Tra le reazioni più critiche sono apparse frasi come: “La disabilità come un trofeo”, “una ragazzina invasa nel suo spazio personale”, “Sono mamma di una ragazza disabile e non sopporto la spettacolarizzazione”, “Ho trovato quel momento fuori luogo”, “Non sa più cosa fare per attirare l’attenzione”, “Esibizionismo puro”.

Sal Da Vinci difeso da una parte del pubblico
Intanto, altri utenti hanno difeso il cantante, invitando a non attribuire all’episodio un’intenzione negativa. Secondo questa posizione, quanto avvenuto sul palco sarebbe stato un gesto spontaneo, nato dal desiderio di manifestare vicinanza e affetto alla bambina.

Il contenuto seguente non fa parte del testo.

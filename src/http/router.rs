//! Router configuration for the HTTP API.
//!
//! This module sets up all routes, middleware (CORS, compression, tracing),
//! and creates the axum router ready for serving.

use axum::{
    extract::DefaultBodyLimit,
    routing::{delete, get, options, post},
    Router,
};
use tower_http::{
    compression::CompressionLayer,
    cors::{Any, CorsLayer},
    trace::TraceLayer,
};

use super::handlers;
use super::state::AppState;

/// Create the main application router with all routes and middleware.
pub fn create_router(state: AppState) -> Router {
    // CORS configuration - permissive for development, should be restricted in production
    let cors = CorsLayer::new()
        .allow_origin(Any)
        .allow_methods(Any)
        .allow_headers(Any);

    Router::new()
        // Auth
        .route("/api/auth/login", post(handlers::login))
        .route("/api/auth/me", get(handlers::me))
        // Courses / staff / students
        .route(
            "/api/courses/",
            get(handlers::list_courses).post(handlers::create_course),
        )
        .route("/api/staff/", post(handlers::create_staff))
        .route(
            "/api/students/",
            get(handlers::list_students).post(handlers::create_student),
        )
        // Attendance
        .route(
            "/api/attendance/",
            get(handlers::get_attendance).post(handlers::submit_attendance),
        )
        // Leave requests (explicit preflight for the leave form)
        .route(
            "/api/leaves/",
            options(handlers::leaves_preflight).post(handlers::create_leave_request),
        )
        // Subjects
        .route(
            "/api/subjects/",
            get(handlers::list_subjects).post(handlers::create_subject),
        )
        .route("/api/subjects/{subject_id}", delete(handlers::delete_subject))
        // Results
        .route(
            "/api/results/",
            get(handlers::get_results).post(handlers::add_result),
        )
        // Reference books
        .route(
            "/api/reference-books/",
            get(handlers::list_reference_books).post(handlers::upload_reference_book),
        )
        .route(
            "/api/reference-books/{book_id}",
            delete(handlers::delete_reference_book),
        )
        // Uploaded PDFs and the frontend bundle
        .route("/uploads/{*filename}", get(handlers::serve_upload))
        .route("/health", get(handlers::health_check))
        .route("/", get(handlers::index))
        .fallback(handlers::serve_frontend)
        // Allow large PDF payloads during uploads.
        .layer(DefaultBodyLimit::max(50 * 1024 * 1024))
        .layer(CompressionLayer::new())
        .layer(TraceLayer::new_for_http())
        .layer(cors)
        .with_state(state)
}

Fra i commenti a sostegno di Sal Da Vinci si leggono: “I problemi sulla disabilità sono ben altri, rilassatevi”, “Se lo avesse fatto la Pausini sarebbe andato tutto bene, vero?”, “Dolcissimo”, “Non l’ha fatto con l’intento di dare spettacolo”.

Il dibattito resta aperto
La vicenda continua quindi a dividere gli utenti. Da un lato emerge chi considera l’iniziativa del cantante un’espressione autentica di partecipazione; dall’altro, chi ritiene che la visibilità data alla bambina abbia posto un problema di opportunità e di rispetto dello spazio personale.
Il caso dimostra, inoltre, come la circolazione rapida di video e immagini possa amplificare un singolo episodio, trasformandolo in un confronto pubblico su temi delicati come disabilità, rappresentazione e comunicazione sui social.